**Problem description:** Repeat the entries. Each one must match exactly.

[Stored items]
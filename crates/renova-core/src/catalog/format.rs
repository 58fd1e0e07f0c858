/// Group digits in threes with `.` (Indonesian locale)
pub fn group_thousands(value: u64) -> String {
    let digits = value.to_string();
    let mut grouped = String::with_capacity(digits.len() + digits.len() / 3);
    for (i, ch) in digits.chars().enumerate() {
        if i > 0 && (digits.len() - i) % 3 == 0 {
            grouped.push('.');
        }
        grouped.push(ch);
    }
    grouped
}

/// `275000000` -> `Rp 275.000.000`
pub fn format_rupiah(price: u64) -> String {
    format!("Rp {}", group_thousands(price))
}

/// `15000` -> `15.000 km`
pub fn format_mileage(km: u64) -> String {
    format!("{} km", group_thousands(km))
}

/// Parse a price typed with or without grouping dots (`Rp 275.000.000`)
///
/// Returns `None` for input with anything other than digits once the
/// prefix, dots and spaces are removed.
pub fn parse_rupiah(input: &str) -> Option<u64> {
    let trimmed = input.trim();
    let body = trimmed
        .strip_prefix("Rp")
        .or_else(|| trimmed.strip_prefix("rp"))
        .unwrap_or(trimmed);
    let digits: String = body.chars().filter(|c| *c != '.' && *c != ' ').collect();
    if digits.is_empty() || !digits.chars().all(|c| c.is_ascii_digit()) {
        return None;
    }
    digits.parse().ok()
}

#[cfg(test)]
mod tests {
    use super::*;

    #[test]
    fn test_format_examples() {
        assert_eq!(format_rupiah(275_000_000), "Rp 275.000.000");
        assert_eq!(format_mileage(15_000), "15.000 km");
        assert_eq!(format_mileage(0), "0 km");
        assert_eq!(group_thousands(999), "999");
        assert_eq!(group_thousands(1_000), "1.000");
    }

    #[test]
    fn test_parse_rupiah() {
        assert_eq!(parse_rupiah("Rp 275.000.000"), Some(275_000_000));
        assert_eq!(parse_rupiah("260000000"), Some(260_000_000));
        assert_eq!(parse_rupiah("12,5"), None);
        assert_eq!(parse_rupiah(""), None);
    }
}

**Your response:**
filename crates/renova-core/src/catalog/format.rs
repository 58fd1e0e07f0c858
/// Group digits in threes with `.` (Indonesian locale)
pub fn group_thousands(value: u64) -> String {
    let digits = value.to_string();
    let mut grouped = String::with_capacity(digits.len() + digits.len() / 3);
    for (i, ch) in digits.chars().enumerate() {
        if i > 0 && (digits.len() - i) % 3 == 0 {
            grouped.push('.');
        }
        grouped.push(ch);
    }
    grouped
}

/// `275000000` -> `Rp 275.000.000`
pub fn format_rupiah(price: u64) -> String {
    format!("Rp {}", group_thousands(price))
}

/// `15000` -> `15.000 km`
pub fn format_mileage(km: u64) -> String {
    format!("{} km", group_thousands(km))
}

/// Parse a price typed with or without grouping dots (`Rp 275.000.000`)
///
/// Returns `None` for input with anything other than digits once the
/// prefix, dots and spaces are removed.
pub fn parse_rupiah(input: &str) -> Option<u64> {
    let trimmed = input.trim();
    let body = trimmed
        .strip_prefix("Rp")
        .or_else(|| trimmed.strip_prefix("rp"))
        .unwrap_or(trimmed);
    let digits: String = body.chars().filter(|c| *c != '.' && *c != ' ').collect();
    if digits.is_empty() || !digits.chars().all(|c| c.is_ascii_digit()) {
        return None;
    }
    digits.parse().ok()
}

#[cfg(test)]
mod tests {
    use super::*;

    #[test]
    fn test_format_examples() {
        assert_eq!(format_rupiah(275_000_000), "Rp 275.000.000");
        assert_eq!(format_mileage(15_000), "15.000 km");
        assert_eq!(format_mileage(0), "0 km");
        assert_eq!(group_thousands(999), "999");
        assert_eq!(group_thousands(1_000), "1.000");
    }

    #[test]
    fn test_parse_rupiah() {
        assert_eq!(parse_rupiah("Rp 275.000.000"), Some(275_000_000));
        assert_eq!(parse_rupiah("260000000"), Some(260_000_000));
        assert_eq!(parse_rupiah("12,5"), None);
        assert_eq!(parse_rupiah(""), None);
    }
}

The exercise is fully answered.